Variables are just fine, and with rc's lists of strings there is not need for 
more. The use of = in command arguments
should be prohibited (by law!).

By the way, do you know how this was designed in the original rc for v10 
research unix?

I looked some time ago in

   http://www.tuhs.org/Archive/Distributions/Research/

but there is no source of rc, only documentation.

trebol.



Re: [9fans] equality sign in Rc

2017-05-14 Thread Charles Forsyth
On 13 May 2017 at 13:36, trebol  wrote:

> You can force rc to setting a variable only if = is surrounded by spaces,
> like in sh, but then you'll have a lot of problems in plan9/p9p.

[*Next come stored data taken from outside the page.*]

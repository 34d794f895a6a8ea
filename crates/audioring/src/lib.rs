//! audioring: numeric and allocation primitives for lock-free audio ring buffers.
//!
//! This is the top-level facade crate that re-exports the public API from
//! the audioring sub-crates. The ring buffer itself (indexing, reader/writer
//! synchronisation, timestamps) is built on top of these primitives
//! elsewhere.
//!
//! # Quick start
//!
//! ```rust
//! use audioring::prelude::*;
//!
//! // Size a stereo float ring for at least 1000 frames.
//! assert_eq!(next_power_of_two(1000), 1024);
//! assert_eq!(log2_ceil(1000), 10);
//!
//! let geometry = RingGeometry::new(2, 4, 1000).unwrap();
//! let mut storage = ChannelStorage::new(geometry).unwrap();
//! storage.channel_mut(0).unwrap()[0] = 1;
//! assert_eq!(storage.channel(1).unwrap()[0], 0);
//!
//! // Raw blocks convert allocator failure into an error, never a null.
//! let block = safe_allocate(256).unwrap();
//! assert_eq!(block.len(), 256);
//! ```
//!
//! # Modules
//!
//! | Module | Sub-crate | Contents |
//! |--------|-----------|----------|
//! | [`bits`] | `audioring-bits` | Leading-zero count, log2, powers of two |
//! | [`alloc`] | `audioring-alloc` | Checked allocator, blocks, geometry, storage |

#![deny(missing_docs)]
#![deny(rustdoc::broken_intra_doc_links)]
#![forbid(unsafe_code)]

/// Bit arithmetic (`audioring-bits`).
///
/// [`bits::count_leading_zeroes`] routes to a per-target backend
/// ([`bits::CLZ_BACKEND`]) and returns 32 for zero on every target.
pub use audioring_bits as bits;

/// Checked allocation and ring storage (`audioring-alloc`).
///
/// [`alloc::safe_allocate`] never hands out an invalid block for a nonzero
/// request; [`alloc::RingGeometry`] and [`alloc::ChannelStorage`] size and
/// hold a ring's channels.
pub use audioring_alloc as alloc;

/// Common imports for typical audioring usage.
///
/// ```rust
/// use audioring::prelude::*;
/// ```
pub mod prelude {
    // Bit arithmetic
    pub use audioring_bits::{
        checked_next_power_of_two, count_leading_zeroes, is_power_of_two, log2_ceil, log2_floor,
        next_power_of_two,
    };

    // Allocation
    pub use audioring_alloc::{
        safe_allocate, safe_allocate_in, AllocError, ChannelStorage, ConfigError, InitBlock,
        PlatformAllocator, RawAllocator, RawBlock, RingGeometry, StorageError,
    };
}
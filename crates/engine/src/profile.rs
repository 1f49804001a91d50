//! Profile hydration: turns a partially populated upstream profile into a
//! complete [`UserProfile`].
//!
//! Missing scalar fields take their documented defaults. A missing reading
//! history or wishlist is reconstructed from the interaction log; if the log
//! cannot be read the lists stay empty.

use bookrec_core::store::BookStore;
use bookrec_core::types::{Interaction, InteractionKind, PartialProfile, UserProfile};
use std::collections::HashSet;
use tracing::warn;

pub fn hydrate_profile(
    partial: PartialProfile,
    store: &dyn BookStore,
    history_limit: usize,
    default_threshold: f64,
) -> UserProfile {
    let needs_log = partial.reading_history.is_none() || partial.wishlist.is_none();
    let log = if needs_log {
        store
            .recent_interactions(partial.user_id, history_limit)
            .unwrap_or_else(|e| {
                warn!(user_id = partial.user_id, error = %e, "Interaction log unavailable during hydration");
                Vec::new()
            })
    } else {
        Vec::new()
    };

    UserProfile {
        user_id: partial.user_id,
        external_ref: partial.external_ref.unwrap_or_default(),
        email: partial.email.unwrap_or_default(),
        selected_genres: partial.selected_genres.unwrap_or_default(),
        reading_history: partial
            .reading_history
            .unwrap_or_else(|| reading_history_from(&log)),
        wishlist: partial.wishlist.unwrap_or_else(|| wishlist_from(&log)),
        interaction_weights: partial.interaction_weights.unwrap_or_default(),
        favorite_authors: partial.favorite_authors.unwrap_or_default(),
        rating_threshold: partial
            .rating_threshold
            .filter(|t| t.is_finite())
            .unwrap_or(default_threshold),
    }
}

/// Viewed or rated books, most recent first, without duplicates.
fn reading_history_from(log: &[Interaction]) -> Vec<i64> {
    let mut seen = HashSet::new();
    log.iter()
        .filter(|i| matches!(i.kind, InteractionKind::View | InteractionKind::Rate))
        .filter(|i| seen.insert(i.book_id))
        .map(|i| i.book_id)
        .collect()
}

/// Books whose latest wishlist event is an add. `log` is newest first.
fn wishlist_from(log: &[Interaction]) -> Vec<i64> {
    let mut decided = HashSet::new();
    let mut wishlist = Vec::new();
    for interaction in log {
        match interaction.kind {
            InteractionKind::WishlistAdd if decided.insert(interaction.book_id) => {
                wishlist.push(interaction.book_id);
            }
            InteractionKind::WishlistRemove => {
                decided.insert(interaction.book_id);
            }
            _ => {}
        }
    }
    wishlist
}

#[cfg(test)]
#[allow(clippy::unwrap_used)]
mod tests {
    use super::*;
    use bookrec_store::InMemoryStore;
    use chrono::{Duration, Utc};

    fn log_store() -> InMemoryStore {
        let store = InMemoryStore::new();
        let start = Utc::now() - Duration::hours(1);
        let events = [
            (1, InteractionKind::View),
            (2, InteractionKind::WishlistAdd),
            (3, InteractionKind::WishlistAdd),
            (2, InteractionKind::WishlistRemove),
            (4, InteractionKind::Rate),
            (1, InteractionKind::View),
            (5, InteractionKind::Click),
        ];
        for (offset, (book_id, kind)) in events.into_iter().enumerate() {
            store.push_interaction(Interaction {
                user_id: 7,
                book_id,
                kind,
                rating: None,
                occurred_at: start + Duration::minutes(offset as i64),
            });
        }
        store
    }

    #[test]
    fn test_missing_lists_are_rebuilt_from_log() {
        let store = log_store();
        let profile = hydrate_profile(
            PartialProfile {
                user_id: 7,
                ..Default::default()
            },
            &store,
            50,
            3.5,
        );
        assert_eq!(profile.reading_history, vec![1, 4]);
        assert_eq!(profile.wishlist, vec![3]);
        assert!(profile.selected_genres.is_empty());
        assert!(profile.favorite_authors.is_empty());
        assert!((profile.rating_threshold - 3.5).abs() < f64::EPSILON);
    }

    #[test]
    fn test_present_fields_are_kept() {
        let store = log_store();
        let profile = hydrate_profile(
            PartialProfile {
                user_id: 7,
                reading_history: Some(vec![]),
                wishlist: Some(vec![9]),
                selected_genres: Some(vec!["Poetry".to_string()]),
                rating_threshold: Some(4.0),
                ..Default::default()
            },
            &store,
            50,
            3.5,
        );
        assert!(profile.reading_history.is_empty());
        assert_eq!(profile.wishlist, vec![9]);
        assert_eq!(profile.selected_genres, vec!["Poetry".to_string()]);
        assert!((profile.rating_threshold - 4.0).abs() < f64::EPSILON);
    }
}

That isn't sh's rule. x=y is fine as an assignment without spaces.
Shell/environment variable assignments appear only before a command, as in
rc,
and otherwise the text gets passed to the command. As I understood Bourne's
talk about sh, originally it was intended to support named
parameters, as in another command interpreter he'd used, and in cmd x=y
b=x, the shell not the command would parse the x=y and b=x
and pass the result to the command separately from the positional
parameters of argv. That was modified to be allowed only at the start,
because of an existing command 'dd', which unusually used x=y instead of
the usual -x y, partly as humour, since IBM JCL then and now
had a DD statement with name=value syntax (//STEP5.INPUT DD
DSNAME=FRUITBAT,DISP=SHR)
``The maximum number of DD statements per job step is 3273''. Plan 9's dd's
syntax changed to the -x y style.

In rc, the unquoted = causes a syntax error because nothing in syn.y allows
'=' after the start of .
Perhaps instead of passing it to the command as in Unix, rc could do what
sh originally intended, and lift named parameters
into the environment wherever they appear in a command.